(WHAT IS REQUIRED):
Tally the lines in the entries below where the string "from" occurs. Reply with the total alone.

---------- MATERIALS PROVIDED ----------

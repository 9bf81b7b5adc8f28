use bevy::ecs::observer::On;
use bevy::input::touch::Touches;
use bevy::prelude::*;
use bevy_enhanced_input::prelude::*;

use super::state::Player;
use crate::camera::LookCapture;

/// Walk forward (W / Up)
#[derive(Debug, InputAction)]
#[action_output(bool)]
pub struct MoveForwardAction;

/// Walk backward (S / Down)
#[derive(Debug, InputAction)]
#[action_output(bool)]
pub struct MoveBackAction;

/// Strafe left (A / Left)
#[derive(Debug, InputAction)]
#[action_output(bool)]
pub struct StrafeLeftAction;

/// Strafe right (D / Right)
#[derive(Debug, InputAction)]
#[action_output(bool)]
pub struct StrafeRightAction;

/// Look around (mouse delta)
#[derive(Debug, InputAction)]
#[action_output(Vec2)]
pub struct LookAction;

/// Jump action
#[derive(Debug, InputAction)]
#[action_output(bool)]
pub struct JumpAction;

/// Discrete movement keys currently held
#[derive(Component, Debug, Default, Clone, Copy, PartialEq, Eq)]
pub struct HeldKeys {
    pub forward: bool,
    pub back: bool,
    pub left: bool,
    pub right: bool,
}

/// Accumulated look delta since the last snapshot
#[derive(Component, Default, Deref, DerefMut)]
pub struct LookInput(pub Vec2);

/// Stores whether jump was pressed since the last snapshot
#[derive(Component, Default)]
pub struct JumpPressed(pub bool);

/// Everything the controller reads for one tick
#[derive(Component, Debug, Default, Clone, Copy, PartialEq)]
pub struct InputSnapshot {
    pub keys: HeldKeys,
    /// Virtual joystick, x strafes right and y walks forward
    pub analog: Vec2,
    /// Look delta in input units (pixels)
    pub look_delta: Vec2,
    /// Jump edge, true only on the frame the jump was pressed
    pub jump_requested: bool,
    pub disabled: bool,
}

/// Set by UI, dialogs and teleport fades to stop the player
#[derive(Resource, Debug, Default, Deref, DerefMut)]
pub struct MovementDisabled(pub bool);

/// Virtual joystick vector, each axis in [-1, 1]. "Up" on the stick is +y.
#[derive(Resource, Debug, Default, Deref, DerefMut)]
pub struct AnalogMove(pub Vec2);

/// Jump pressed on an on-screen button
#[derive(Message, Debug, Default, Clone, Copy)]
pub struct JumpRequest;

/// Touch-drag look configuration
#[derive(Resource, Debug, Clone)]
pub struct TouchLookSettings {
    /// Screen areas (logical pixels) owned by on-screen controls; touches that
    /// begin inside them never turn the camera
    pub reserved: Vec<Rect>,
    /// Multiplier from touch pixels to look units
    pub scale: f32,
}

impl Default for TouchLookSettings {
    fn default() -> Self {
        Self {
            reserved: Vec::new(),
            scale: 1.0,
        }
    }
}

/// Maps a key action to its slot in [`HeldKeys`]
pub trait MoveKey: InputAction {
    fn slot(keys: &mut HeldKeys) -> &mut bool;
}

impl MoveKey for MoveForwardAction {
    fn slot(keys: &mut HeldKeys) -> &mut bool {
        &mut keys.forward
    }
}

impl MoveKey for MoveBackAction {
    fn slot(keys: &mut HeldKeys) -> &mut bool {
        &mut keys.back
    }
}

impl MoveKey for StrafeLeftAction {
    fn slot(keys: &mut HeldKeys) -> &mut bool {
        &mut keys.left
    }
}

impl MoveKey for StrafeRightAction {
    fn slot(keys: &mut HeldKeys) -> &mut bool {
        &mut keys.right
    }
}

/// Handle movement key press
pub fn handle_move_key_start<A: MoveKey>(trigger: On<Start<A>>, mut query: Query<&mut HeldKeys>) {
    if let Ok(mut keys) = query.get_mut(trigger.event_target()) {
        *A::slot(&mut keys) = true;
    }
}

/// Handle movement key release
pub fn handle_move_key_end<A: MoveKey>(trigger: On<Complete<A>>, mut query: Query<&mut HeldKeys>) {
    if let Ok(mut keys) = query.get_mut(trigger.event_target()) {
        *A::slot(&mut keys) = false;
    }
}

/// System to handle look input via observer
pub fn handle_look_input(trigger: On<Fire<LookAction>>, mut query: Query<&mut LookInput>) {
    if let Ok(mut look_input) = query.get_mut(trigger.event_target()) {
        look_input.0 += trigger.value;
    }
}

/// Handle jump press
pub fn handle_jump_start(trigger: On<Start<JumpAction>>, mut query: Query<&mut JumpPressed>) {
    if let Ok(mut jump) = query.get_mut(trigger.event_target()) {
        jump.0 = true;
    }
}

/// The single finger currently turning the camera
#[derive(Debug, Default)]
pub struct TouchDrag {
    id: Option<u64>,
    last: Vec2,
}

impl TouchDrag {
    /// Look delta for this frame, in touch pixels times the configured scale.
    ///
    /// The drag follows one touch from press to release. While no drag is
    /// active, a new one starts from a touch pressed this frame outside every
    /// reserved zone; other fingers are ignored.
    fn delta(&mut self, touches: &Touches, settings: &TouchLookSettings) -> Vec2 {
        if let Some(id) = self.id {
            if let Some(touch) = touches.get_pressed(id) {
                let delta = touch.position() - self.last;
                self.last = touch.position();
                return delta * settings.scale;
            }
            self.id = None;
        }

        let started = touches
            .iter_just_pressed()
            .filter(|touch| {
                let start = touch.start_position();
                !settings.reserved.iter().any(|zone| zone.contains(start))
            })
            .min_by_key(|touch| touch.id());
        if let Some(touch) = started {
            self.id = Some(touch.id());
            self.last = touch.position();
        }
        Vec2::ZERO
    }
}

/// Builds this frame's [`InputSnapshot`] and consumes the transient inputs.
///
/// While movement is disabled the held keys and pending jump are dropped, so
/// nothing pressed during a dialog is replayed afterwards.
pub fn snapshot_input(
    disabled: Res<MovementDisabled>,
    analog: Res<AnalogMove>,
    capture: Res<LookCapture>,
    touches: Res<Touches>,
    touch_settings: Res<TouchLookSettings>,
    mut touch_drag: Local<TouchDrag>,
    mut jump_requests: MessageReader<JumpRequest>,
    mut query: Query<
        (&mut HeldKeys, &mut LookInput, &mut JumpPressed, &mut InputSnapshot),
        With<Player>,
    >,
) {
    let button_jump = jump_requests.read().count() > 0;
    let touch_look = touch_drag.delta(&touches, &touch_settings);

    for (mut keys, mut look, mut jump, mut snapshot) in &mut query {
        if disabled.0 {
            *keys = HeldKeys::default();
            *snapshot = InputSnapshot {
                disabled: true,
                ..default()
            };
        } else {
            let mouse_look = if capture.active { look.0 } else { Vec2::ZERO };

            *snapshot = InputSnapshot {
                keys: *keys,
                analog: analog.0.clamp(Vec2::NEG_ONE, Vec2::ONE),
                look_delta: mouse_look + touch_look,
                jump_requested: jump.0 || button_jump,
                disabled: false,
            };
        }

        look.0 = Vec2::ZERO;
        jump.0 = false;
    }
}

#[cfg(test)]
mod tests {
    use bevy::input::touch::{touch_screen_input_system, TouchInput, TouchPhase};

    use super::*;

    fn app() -> App {
        let mut app = App::new();
        app.init_resource::<MovementDisabled>()
            .init_resource::<AnalogMove>()
            .init_resource::<LookCapture>()
            .init_resource::<Touches>()
            .init_resource::<TouchLookSettings>()
            .add_message::<JumpRequest>()
            .add_systems(Update, snapshot_input);
        app
    }

    fn spawn_player(app: &mut App) -> Entity {
        app.world_mut()
            .spawn((
                Player,
                HeldKeys::default(),
                LookInput::default(),
                JumpPressed::default(),
                InputSnapshot::default(),
            ))
            .id()
    }

    #[test]
    fn snapshot_consumes_jump_and_look() {
        let mut app = app();
        app.world_mut().resource_mut::<LookCapture>().active = true;
        let player = spawn_player(&mut app);
        {
            let mut entity = app.world_mut().entity_mut(player);
            entity.get_mut::<JumpPressed>().unwrap().0 = true;
            entity.get_mut::<LookInput>().unwrap().0 = Vec2::new(3.0, -1.0);
            entity.get_mut::<HeldKeys>().unwrap().forward = true;
        }

        app.update();
        let snapshot = *app.world().get::<InputSnapshot>(player).unwrap();
        assert!(snapshot.jump_requested);
        assert_eq!(snapshot.look_delta, Vec2::new(3.0, -1.0));
        assert!(snapshot.keys.forward);

        // Edges don't repeat, held keys do
        app.update();
        let snapshot = *app.world().get::<InputSnapshot>(player).unwrap();
        assert!(!snapshot.jump_requested);
        assert_eq!(snapshot.look_delta, Vec2::ZERO);
        assert!(snapshot.keys.forward);
    }

    #[test]
    fn mouse_look_needs_capture() {
        let mut app = app();
        let player = spawn_player(&mut app);
        app.world_mut().get_mut::<LookInput>(player).unwrap().0 = Vec2::new(5.0, 5.0);

        app.update();
        let snapshot = app.world().get::<InputSnapshot>(player).unwrap();
        assert_eq!(snapshot.look_delta, Vec2::ZERO);
    }

    #[test]
    fn button_jump_and_joystick_are_read() {
        let mut app = app();
        let player = spawn_player(&mut app);
        app.world_mut().resource_mut::<AnalogMove>().0 = Vec2::new(3.0, -0.5);
        app.world_mut().write_message(JumpRequest);

        app.update();
        let snapshot = app.world().get::<InputSnapshot>(player).unwrap();
        assert!(snapshot.jump_requested);
        assert_eq!(snapshot.analog, Vec2::new(1.0, -0.5));
    }

    fn touch(app: &mut App, id: u64, phase: TouchPhase, x: f32, y: f32) {
        app.world_mut().write_message(TouchInput {
            phase,
            position: Vec2::new(x, y),
            window: Entity::PLACEHOLDER,
            force: None,
            id,
        });
    }

    fn look_after_update(app: &mut App, player: Entity) -> Vec2 {
        app.update();
        app.world().get::<InputSnapshot>(player).unwrap().look_delta
    }

    #[test]
    fn touch_look_follows_one_finger() {
        let mut app = app();
        app.add_message::<TouchInput>()
            .add_systems(PreUpdate, touch_screen_input_system);
        app.world_mut().resource_mut::<TouchLookSettings>().reserved =
            vec![Rect::new(0.0, 0.0, 100.0, 100.0)];
        let player = spawn_player(&mut app);

        // Finger 1 lands on the joystick zone, finger 2 starts a drag
        touch(&mut app, 1, TouchPhase::Started, 10.0, 10.0);
        touch(&mut app, 2, TouchPhase::Started, 300.0, 300.0);
        assert_eq!(look_after_update(&mut app, player), Vec2::ZERO);

        touch(&mut app, 1, TouchPhase::Moved, 50.0, 50.0);
        touch(&mut app, 2, TouchPhase::Moved, 310.0, 295.0);
        assert_eq!(look_after_update(&mut app, player), Vec2::new(10.0, -5.0));

        // A second free finger doesn't take over the drag
        touch(&mut app, 0, TouchPhase::Started, 500.0, 500.0);
        touch(&mut app, 2, TouchPhase::Moved, 320.0, 295.0);
        assert_eq!(look_after_update(&mut app, player), Vec2::new(10.0, 0.0));
        touch(&mut app, 0, TouchPhase::Moved, 600.0, 600.0);
        assert_eq!(look_after_update(&mut app, player), Vec2::ZERO);

        // A finger held still doesn't keep turning
        assert_eq!(look_after_update(&mut app, player), Vec2::ZERO);

        // Once released, a new press can drag again
        touch(&mut app, 2, TouchPhase::Ended, 320.0, 295.0);
        assert_eq!(look_after_update(&mut app, player), Vec2::ZERO);
        touch(&mut app, 3, TouchPhase::Started, 400.0, 400.0);
        assert_eq!(look_after_update(&mut app, player), Vec2::ZERO);
        touch(&mut app, 3, TouchPhase::Moved, 390.0, 404.0);
        assert_eq!(look_after_update(&mut app, player), Vec2::new(-10.0, 4.0));
    }

    #[test]
    fn disabling_discards_held_input() {
        let mut app = app();
        let player = spawn_player(&mut app);
        {
            let mut entity = app.world_mut().entity_mut(player);
            entity.get_mut::<JumpPressed>().unwrap().0 = true;
            entity.get_mut::<HeldKeys>().unwrap().left = true;
        }
        app.world_mut().resource_mut::<MovementDisabled>().0 = true;

        app.update();
        let snapshot = *app.world().get::<InputSnapshot>(player).unwrap();
        assert!(snapshot.disabled);
        assert_eq!(snapshot.keys, HeldKeys::default());
        assert!(!snapshot.jump_requested);

        app.world_mut().resource_mut::<MovementDisabled>().0 = false;
        app.update();
        let snapshot = *app.world().get::<InputSnapshot>(player).unwrap();
        assert!(!snapshot.disabled);
        assert!(!snapshot.keys.left);
        assert!(!snapshot.jump_requested);
    }
}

----------

(YOUR SOLUTION):
3